An interesting article, but the question of human consciousness seems no closer to solution in “Humans wonder, anybody home?” by Susan Gaidos (SN: 12/19/09, p. 22) than it did in Julian Jaynes’ The Origin of Consciousness in the Breakdown of the Bicameral Mind of 1976. It seems to me that all the mental abilities discussed do not show that humans can do something unique to our species, or show that we are more “conscious” than other species, but only that species display varying degrees of ability. For example, humans are not the only animals to make tools, we just make better ones.

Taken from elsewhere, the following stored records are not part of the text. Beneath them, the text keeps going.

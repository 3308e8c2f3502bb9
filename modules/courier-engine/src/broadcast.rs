//! The broadcast engine.
//!
//! One job per operator at a time: choose an audience, capture a message,
//! confirm, then deliver strictly sequentially with per-recipient failure
//! isolation — an unreachable recipient is counted and skipped, never
//! aborting the batch. No cancellation once sending has begun.

use std::collections::{HashMap, HashSet};

use anyhow::Result;
use tokio::sync::Mutex;
use tracing::{info, warn};

use courier_common::{ChatId, MessagePayload, TargetSpec};

use crate::audience;
use crate::reply::Reply;
use crate::report::{DeliveryProgress, DeliveryReport};
use crate::traits::{BroadcastMonitor, MessageSender, ParticipantRepo};

const PREVIEW_CHARS: usize = 200;
const PROGRESS_EVERY: usize = 10;

#[derive(Debug, Clone, Copy, PartialEq, Eq)]
enum JobPhase {
    SelectingAudience,
    /// Single-recipient target chosen, waiting for the id entry.
    AwaitingRecipient,
    AwaitingMessage,
    AwaitingConfirmation,
}

/// One operator's in-flight broadcast. Replaced wholesale on every fresh
/// entry so nothing leaks from an abandoned job.
#[derive(Debug, Clone)]
struct BroadcastJob {
    phase: JobPhase,
    target: Option<TargetSpec>,
    payload: Option<MessagePayload>,
}

impl BroadcastJob {
    fn new() -> Self {
        Self {
            phase: JobPhase::SelectingAudience,
            target: None,
            payload: None,
        }
    }
}

pub struct Broadcaster<P, M, Mon> {
    participants: P,
    sender: M,
    monitor: Mon,
    operators: HashSet<ChatId>,
    jobs: Mutex<HashMap<ChatId, BroadcastJob>>,
}

impl<P, M, Mon> Broadcaster<P, M, Mon>
where
    P: ParticipantRepo,
    M: MessageSender,
    Mon: BroadcastMonitor,
{
    pub fn new(participants: P, sender: M, monitor: Mon, operators: Vec<ChatId>) -> Self {
        Self {
            participants,
            sender,
            monitor,
            operators: operators.into_iter().collect(),
            jobs: Mutex::new(HashMap::new()),
        }
    }

    /// True if this operator currently holds a job in any phase. The
    /// dispatcher uses this to decide whether a free-form message belongs
    /// to the broadcast flow.
    pub async fn has_active_job(&self, operator: ChatId) -> bool {
        self.jobs.lock().await.contains_key(&operator)
    }

    /// Entry point: `/broadcast` (or equivalent). Replaces any previous job
    /// with a fresh one in the audience-selection phase.
    pub async fn on_operator_command(&self, operator: ChatId) -> Result<Reply> {
        if !self.operators.contains(&operator) {
            return Ok(Reply::Denied);
        }

        let total_participants = self.participants.count().await?;
        self.jobs.lock().await.insert(operator, BroadcastJob::new());

        Ok(Reply::AudiencePrompt { total_participants })
    }

    /// A complete target specification was selected. `All`/`Country` move
    /// straight to message capture; a single-participant target is checked
    /// for existence first and keeps the selection phase on failure.
    pub async fn on_audience_selected(&self, operator: ChatId, target: TargetSpec) -> Result<Reply> {
        if !self.operators.contains(&operator) {
            return Ok(Reply::Denied);
        }

        let mut jobs = self.jobs.lock().await;
        let Some(mut job) = jobs.remove(&operator) else {
            return self.restart(jobs, operator).await;
        };

        // Only confirm or cancel are honored at the confirmation gate; a
        // stale selection callback must not disturb the pending job.
        if job.phase == JobPhase::AwaitingConfirmation {
            jobs.insert(operator, job);
            return Ok(Reply::ConfirmationPending);
        }

        if let TargetSpec::Participant { id } = target {
            if self.participants.get(id).await?.is_none() {
                // Still selecting; the job survives untouched.
                jobs.insert(operator, job);
                return Ok(Reply::UnknownRecipient { id });
            }
        }

        job.target = Some(target);
        job.payload = None;
        job.phase = JobPhase::AwaitingMessage;
        jobs.insert(operator, job);

        Ok(Reply::MessagePrompt { target })
    }

    /// Operator picked the single-participant target kind but has not named
    /// the recipient yet.
    pub async fn on_recipient_requested(&self, operator: ChatId) -> Result<Reply> {
        if !self.operators.contains(&operator) {
            return Ok(Reply::Denied);
        }

        let mut jobs = self.jobs.lock().await;
        let Some(mut job) = jobs.remove(&operator) else {
            return self.restart(jobs, operator).await;
        };

        if job.phase == JobPhase::AwaitingConfirmation {
            jobs.insert(operator, job);
            return Ok(Reply::ConfirmationPending);
        }

        job.phase = JobPhase::AwaitingRecipient;
        jobs.insert(operator, job);
        Ok(Reply::RecipientPrompt)
    }

    /// Free-form operator input while a job is active. Routed by phase:
    /// recipient-id entry, payload capture, or ignored noise at the
    /// confirmation gate. Returns `None` when the operator holds no job at
    /// all, so the dispatcher can fall through to menu handling.
    pub async fn on_operator_message(
        &self,
        operator: ChatId,
        payload: MessagePayload,
    ) -> Result<Option<Reply>> {
        if !self.operators.contains(&operator) {
            return Ok(None);
        }

        let phase = {
            let jobs = self.jobs.lock().await;
            match jobs.get(&operator) {
                Some(job) => job.phase,
                None => return Ok(None),
            }
        };

        let reply = match phase {
            JobPhase::AwaitingRecipient => {
                let MessagePayload::Text { ref body } = payload else {
                    return Ok(Some(Reply::RecipientRejected));
                };
                match body.trim().parse::<i64>() {
                    Ok(raw) => {
                        self.on_audience_selected(operator, TargetSpec::Participant {
                            id: ChatId(raw),
                        })
                        .await?
                    }
                    Err(_) => Reply::RecipientRejected,
                }
            }
            JobPhase::AwaitingMessage => self.on_message_captured(operator, payload).await?,
            // Neither confirm nor cancel: ignored, payload untouched.
            JobPhase::AwaitingConfirmation => Reply::ConfirmationPending,
            JobPhase::SelectingAudience => Reply::AudiencePrompt {
                total_participants: self.participants.count().await?,
            },
        };

        Ok(Some(reply))
    }

    /// Capture the payload verbatim and resolve the audience once for the
    /// emptiness check and the size shown at the confirmation gate. The
    /// final recipient list is resolved again at confirm time.
    pub async fn on_message_captured(
        &self,
        operator: ChatId,
        payload: MessagePayload,
    ) -> Result<Reply> {
        if !self.operators.contains(&operator) {
            return Ok(Reply::Denied);
        }

        let mut jobs = self.jobs.lock().await;
        let Some(mut job) = jobs.remove(&operator) else {
            return self.restart(jobs, operator).await;
        };

        match job.phase {
            JobPhase::AwaitingMessage => {}
            JobPhase::AwaitingConfirmation => {
                jobs.insert(operator, job);
                return Ok(Reply::ConfirmationPending);
            }
            JobPhase::AwaitingRecipient => {
                jobs.insert(operator, job);
                return Ok(Reply::RecipientPrompt);
            }
            // Still selecting; a payload is premature.
            JobPhase::SelectingAudience => {
                jobs.insert(operator, job);
                return Ok(Reply::AudiencePrompt {
                    total_participants: self.participants.count().await?,
                });
            }
        }
        let Some(target) = job.target else {
            jobs.insert(operator, job);
            return Ok(Reply::AudiencePrompt {
                total_participants: self.participants.count().await?,
            });
        };

        let recipients = audience::resolve(&self.participants, target, operator).await?;
        if recipients.is_empty() {
            // Job discarded; the operator starts over.
            return Ok(Reply::NoRecipients);
        }

        let preview = payload.preview(PREVIEW_CHARS);
        job.payload = Some(payload);
        job.phase = JobPhase::AwaitingConfirmation;
        jobs.insert(operator, job);

        Ok(Reply::ConfirmPrompt {
            target,
            preview,
            audience_size: recipients.len(),
        })
    }

    /// The confirmation gate was passed. The audience is re-resolved with
    /// the freshest data, then the delivery loop runs to exhaustion — no
    /// cancellation, no per-recipient retry. The job is cleared
    /// unconditionally afterwards.
    pub async fn on_confirm(&self, operator: ChatId) -> Result<Reply> {
        if !self.operators.contains(&operator) {
            return Ok(Reply::Denied);
        }

        let (target, payload) = {
            let mut jobs = self.jobs.lock().await;
            match jobs.remove(&operator) {
                None => return self.restart(jobs, operator).await,
                Some(job) if job.phase != JobPhase::AwaitingConfirmation => {
                    jobs.insert(operator, job);
                    return Ok(Reply::ConfirmationPending);
                }
                Some(job) => match (job.target, job.payload) {
                    (Some(target), Some(payload)) => (target, payload),
                    // A confirmed job always carries both; anything else is
                    // a lost job — start over.
                    _ => return self.restart(jobs, operator).await,
                },
            }
        };

        let recipients = audience::resolve(&self.participants, target, operator).await?;
        if recipients.is_empty() {
            // Audience drained between capture and confirm.
            return Ok(Reply::NoRecipients);
        }

        let report = self.deliver(operator, &recipients, &payload).await;
        info!(
            operator = %operator,
            total = report.total,
            succeeded = report.succeeded,
            failed = report.failed,
            "Broadcast complete"
        );

        Ok(Reply::BroadcastReport { target, report })
    }

    /// Cancel at any pre-sending phase. Clears the job unconditionally;
    /// safe with no job held.
    pub async fn on_cancel(&self, operator: ChatId) -> Result<Reply> {
        if !self.operators.contains(&operator) {
            return Ok(Reply::Denied);
        }

        self.jobs.lock().await.remove(&operator);
        Ok(Reply::BroadcastCancelled)
    }

    /// Strictly sequential delivery with per-recipient failure isolation.
    /// Progress is surfaced every `PROGRESS_EVERY` recipients and on the
    /// final one.
    async fn deliver(
        &self,
        operator: ChatId,
        recipients: &[ChatId],
        payload: &MessagePayload,
    ) -> DeliveryReport {
        let total = recipients.len();
        let mut succeeded = 0usize;
        let mut failed = 0usize;

        for (i, &recipient) in recipients.iter().enumerate() {
            match self.sender.send(recipient, payload).await {
                Ok(()) => succeeded += 1,
                Err(e) => {
                    failed += 1;
                    warn!(recipient = %recipient, error = %e, "Delivery failed");
                }
            }

            let processed = i + 1;
            if processed % PROGRESS_EVERY == 0 || processed == total {
                self.monitor
                    .on_progress(
                        operator,
                        &DeliveryProgress {
                            processed,
                            total,
                            succeeded,
                            failed,
                        },
                    )
                    .await;
            }
        }

        DeliveryReport {
            total,
            succeeded,
            failed,
        }
    }

    /// A phase entry point fired with no job held (e.g. after a restart).
    /// Re-enter audience selection rather than erroring.
    async fn restart(
        &self,
        mut jobs: tokio::sync::MutexGuard<'_, HashMap<ChatId, BroadcastJob>>,
        operator: ChatId,
    ) -> Result<Reply> {
        jobs.insert(operator, BroadcastJob::new());
        drop(jobs);
        Ok(Reply::AudiencePrompt {
            total_participants: self.participants.count().await?,
        })
    }
}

But what I’ve never seen investigated (except in Jaynes’ book) is the one attribute that seems uniquely human. Most animals appear interested in the answers to “What is it?” “Who is it?” “Where is it?” and even “When is it?” It also seems clear that many species are working on the question “How?” as when the crow learns to make a hook. But where is the evidence that any other species has ever asked “Why?”
Richard S. Blake, East Falmouth, Mass.
In the article “Humans wonder, anybody home?” the author states (Page 25): “Octopuses share one brain trait with mammals and birds: They have a high brain-to-body mass ratio.”
However, considering the visual plot (Page 24) showing brain weight as a function of body weight for various species, the octopus has one of the lowest brain-to-body mass ratios of all the species shown.
Am I reading the plot incorrectly or is there a disconnect between the plot and the text in the article? If I am interpreting the plot correctly as showing that the octopus has a low brain-to-body mass ratio, why is it that “octopuses do seem to be one of the most intelligent invertebrates around”?
Jerry Kerrisk, Santa Fe, N.M.
The octopus’s brain-to-body mass ratio is lower than that of most mammals shown. But “mammals” is the key word. The plot is intended to convey that the octopus brain rivals that of mammals and birds, despite the fact that the octopus is an invertebrate — a group often assumed to be less intelligent. — Elizabeth QuillClarification: The article “Humans wonder, anybody home?” states that in 2005, Duke University neuroscientist Erich Jarvis showed that bird brains consist of more than a few primitive structures. Actually the research was compiled over several decades by neuroscientists Harvey Karten and R. Glenn Northcutt, both at the University of California, San Diego, and collaborators. In 2005, Jarvis organized a conference to formally revise the existing nomenclature for bird brains.